# [Exercise objective]
Would you write out all of the data exactly as it appears below?

(Stored data entries)
━━━━━━━━

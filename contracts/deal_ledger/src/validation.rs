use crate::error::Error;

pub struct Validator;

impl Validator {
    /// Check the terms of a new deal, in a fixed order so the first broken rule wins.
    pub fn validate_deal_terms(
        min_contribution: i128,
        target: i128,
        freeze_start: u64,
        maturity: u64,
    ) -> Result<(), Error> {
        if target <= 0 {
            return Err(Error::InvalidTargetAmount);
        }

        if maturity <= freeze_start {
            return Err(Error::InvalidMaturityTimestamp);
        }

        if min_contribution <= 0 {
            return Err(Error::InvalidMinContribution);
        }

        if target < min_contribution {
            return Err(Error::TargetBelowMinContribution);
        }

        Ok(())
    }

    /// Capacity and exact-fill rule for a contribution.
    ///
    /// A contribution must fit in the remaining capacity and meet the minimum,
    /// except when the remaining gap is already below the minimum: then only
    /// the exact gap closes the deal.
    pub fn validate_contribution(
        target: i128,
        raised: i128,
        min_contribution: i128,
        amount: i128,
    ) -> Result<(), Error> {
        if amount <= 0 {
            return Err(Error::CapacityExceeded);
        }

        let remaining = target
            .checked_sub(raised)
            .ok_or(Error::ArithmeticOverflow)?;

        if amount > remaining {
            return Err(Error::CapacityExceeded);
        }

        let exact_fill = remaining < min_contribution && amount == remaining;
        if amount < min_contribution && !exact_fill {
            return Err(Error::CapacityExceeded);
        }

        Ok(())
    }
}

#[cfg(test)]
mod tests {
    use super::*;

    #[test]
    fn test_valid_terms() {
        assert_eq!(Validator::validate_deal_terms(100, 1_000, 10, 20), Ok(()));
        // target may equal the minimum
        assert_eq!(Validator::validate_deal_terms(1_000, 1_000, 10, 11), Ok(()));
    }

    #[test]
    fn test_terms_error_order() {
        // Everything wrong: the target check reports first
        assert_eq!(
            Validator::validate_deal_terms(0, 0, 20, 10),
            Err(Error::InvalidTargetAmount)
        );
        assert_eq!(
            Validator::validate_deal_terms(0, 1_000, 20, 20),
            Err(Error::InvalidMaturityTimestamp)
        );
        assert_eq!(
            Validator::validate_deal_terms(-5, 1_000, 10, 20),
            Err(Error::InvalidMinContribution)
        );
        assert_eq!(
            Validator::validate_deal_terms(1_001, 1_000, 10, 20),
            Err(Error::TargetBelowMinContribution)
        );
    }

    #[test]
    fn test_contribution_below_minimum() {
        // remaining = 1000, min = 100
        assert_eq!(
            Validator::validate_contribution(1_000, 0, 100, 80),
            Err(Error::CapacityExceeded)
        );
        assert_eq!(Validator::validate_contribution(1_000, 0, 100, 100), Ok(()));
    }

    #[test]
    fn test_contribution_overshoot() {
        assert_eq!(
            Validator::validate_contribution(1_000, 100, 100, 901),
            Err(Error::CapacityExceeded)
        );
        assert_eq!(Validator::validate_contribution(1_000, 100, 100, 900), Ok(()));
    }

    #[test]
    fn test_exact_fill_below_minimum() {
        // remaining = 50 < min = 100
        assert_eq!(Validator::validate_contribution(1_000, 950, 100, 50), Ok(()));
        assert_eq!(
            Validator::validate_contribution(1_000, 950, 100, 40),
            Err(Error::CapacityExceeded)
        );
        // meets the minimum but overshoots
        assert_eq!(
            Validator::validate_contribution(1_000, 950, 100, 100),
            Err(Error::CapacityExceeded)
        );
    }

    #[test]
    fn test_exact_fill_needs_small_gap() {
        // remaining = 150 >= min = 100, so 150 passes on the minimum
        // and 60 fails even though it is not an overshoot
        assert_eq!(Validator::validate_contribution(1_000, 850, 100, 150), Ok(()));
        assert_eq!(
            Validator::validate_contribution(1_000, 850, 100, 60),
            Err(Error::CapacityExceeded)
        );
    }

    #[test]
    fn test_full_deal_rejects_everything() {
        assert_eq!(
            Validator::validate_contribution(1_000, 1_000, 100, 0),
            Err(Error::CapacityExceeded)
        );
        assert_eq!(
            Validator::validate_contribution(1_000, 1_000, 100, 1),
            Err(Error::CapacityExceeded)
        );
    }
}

━━━━━━━━

# [Result]
filename contracts/deal_ledger/src/validation.rs
use crate::error::Error;

pub struct Validator;

impl Validator {
    /// Check the terms of a new deal, in a fixed order so the first broken rule wins.
    pub fn validate_deal_terms(
        min_contribution: i128,
        target: i128,
        freeze_start: u64,
        maturity: u64,
    ) -> Result<(), Error> {
        if target <= 0 {
            return Err(Error::InvalidTargetAmount);
        }

        if maturity <= freeze_start {
            return Err(Error::InvalidMaturityTimestamp);
        }

        if min_contribution <= 0 {
            return Err(Error::InvalidMinContribution);
        }

        if target < min_contribution {
            return Err(Error::TargetBelowMinContribution);
        }

        Ok(())
    }

    /// Capacity and exact-fill rule for a contribution.
    ///
    /// A contribution must fit in the remaining capacity and meet the minimum,
    /// except when the remaining gap is already below the minimum: then only
    /// the exact gap closes the deal.
    pub fn validate_contribution(
        target: i128,
        raised: i128,
        min_contribution: i128,
        amount: i128,
    ) -> Result<(), Error> {
        if amount <= 0 {
            return Err(Error::CapacityExceeded);
        }

        let remaining = target
            .checked_sub(raised)
            .ok_or(Error::ArithmeticOverflow)?;

        if amount > remaining {
            return Err(Error::CapacityExceeded);
        }

        let exact_fill = remaining < min_contribution && amount == remaining;
        if amount < min_contribution && !exact_fill {
            return Err(Error::CapacityExceeded);
        }

        Ok(())
    }
}

#[cfg(test)]
mod tests {
    use super::*;

    #[test]
    fn test_valid_terms() {
        assert_eq!(Validator::validate_deal_terms(100, 1_000, 10, 20), Ok(()));
        // target may equal the minimum
        assert_eq!(Validator::validate_deal_terms(1_000, 1_000, 10, 11), Ok(()));
    }

    #[test]
    fn test_terms_error_order() {
        // Everything wrong: the target check reports first
        assert_eq!(
            Validator::validate_deal_terms(0, 0, 20, 10),
            Err(Error::InvalidTargetAmount)
        );
        assert_eq!(
            Validator::validate_deal_terms(0, 1_000, 20, 20),
            Err(Error::InvalidMaturityTimestamp)
        );
        assert_eq!(
            Validator::validate_deal_terms(-5, 1_000, 10, 20),
            Err(Error::InvalidMinContribution)
        );
        assert_eq!(
            Validator::validate_deal_terms(1_001, 1_000, 10, 20),
            Err(Error::TargetBelowMinContribution)
        );
    }

    #[test]
    fn test_contribution_below_minimum() {
        // remaining = 1000, min = 100
        assert_eq!(
            Validator::validate_contribution(1_000, 0, 100, 80),
            Err(Error::CapacityExceeded)
        );
        assert_eq!(Validator::validate_contribution(1_000, 0, 100, 100), Ok(()));
    }

    #[test]
    fn test_contribution_overshoot() {
        assert_eq!(
            Validator::validate_contribution(1_000, 100, 100, 901),
            Err(Error::CapacityExceeded)
        );
        assert_eq!(Validator::validate_contribution(1_000, 100, 100, 900), Ok(()));
    }

    #[test]
    fn test_exact_fill_below_minimum() {
        // remaining = 50 < min = 100
        assert_eq!(Validator::validate_contribution(1_000, 950, 100, 50), Ok(()));
        assert_eq!(
            Validator::validate_contribution(1_000, 950, 100, 40),
            Err(Error::CapacityExceeded)
        );
        // meets the minimum but overshoots
        assert_eq!(
            Validator::validate_contribution(1_000, 950, 100, 100),
            Err(Error::CapacityExceeded)
        );
    }

    #[test]
    fn test_exact_fill_needs_small_gap() {
        // remaining = 150 >= min = 100, so 150 passes on the minimum
        // and 60 fails even though it is not an overshoot
        assert_eq!(Validator::validate_contribution(1_000, 850, 100, 150), Ok(()));
        assert_eq!(
            Validator::validate_contribution(1_000, 850, 100, 60),
            Err(Error::CapacityExceeded)
        );
    }

    #[test]
    fn test_full_deal_rejects_everything() {
        assert_eq!(
            Validator::validate_contribution(1_000, 1_000, 100, 0),
            Err(Error::CapacityExceeded)
        );
        assert_eq!(
            Validator::validate_contribution(1_000, 1_000, 100, 1),
            Err(Error::CapacityExceeded)
        );
    }
}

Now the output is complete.